Racial composition as of the 2020 census
| Race | Number | Percent |
|---|---|---|
| White | 3,699 | 78.5% |
| Black or African American | 313 | 6.6% |
| American Indian and Alaska Native | 24 | 0.5% |
| Asian | 126 | 2.7% |
| Native Hawaiian and Other Pacific Islander | 1 | 0.0% |
| Some other race | 161 | 3.4% |
| Two or more races | 386 | 8.2% |
| Hispanic or Latino (of any race) | 413 | 8.8% |

===2000 census===
As of the 2000 census, there were 4,053 people, 1,567 households, and 1,181 families residing in the CDP. The population density was 1,243.0 PD/sqmi. There were 1,636 housing units at an average density of 501.7 /sqmi. The racial makeup of the CDP was 94.77% White, 1.63% African American, 0.25% Native American, 1.55% Asian, 0.64% from other races, and 1.16% from two or more races. Hispanic or Latino of any race were 2.52% of the population.

There were 1,567 households, out of which 31.8% had children under the age of 18 living with them, 64.2% were married couples living together, 7.4% had a female householder with no husband present, and 24.6% were non-families. 19.5% of all households were made up of individuals, and 6.6% had someone living alone who was 65 years of age or older. The average household size was 2.59 and the average family size was 2.96.

In the CDP, the population was spread out, with 24.6% under the age of 18, 6.4% from 18 to 24, 28.4% from 25 to 44, 28.7% from 45 to 64, and 11.9% who were 65 years of age or older. The median age was 39 years. For every 100 females, there were 100.0 males. For every 100 females age 18 and over, there were 98.8 males.

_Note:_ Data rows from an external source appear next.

// Copyright @yucwang 2026

pub mod blend;
pub mod compositor;
pub mod filters;
pub mod hull;
pub mod lighting;
pub mod lut_cache;
pub mod renderer;
pub mod resample;
pub mod tonemap;
pub mod transform_sampler;

pub use self::renderer::{CustomOps, RenderOptions, Renderer};
// Copyright @yucwang 2026

#![allow(dead_code)]

pub mod core;
pub mod io;
pub mod kernels;
pub mod math;
pub mod renderers;
pub mod sensors;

The median income for a household in the CDP was $56,539, and the median income for a family was $58,359. Males had a median income of $41,688 versus $26,901 for females. The per capita income for the CDP was $27,327. About 2.4% of families and 2.8% of the population were below the poverty line, including 0.8% of those under age 18 and 3.1% of those age 65 or over.

==Education==
It is served by Elkhart Community Schools.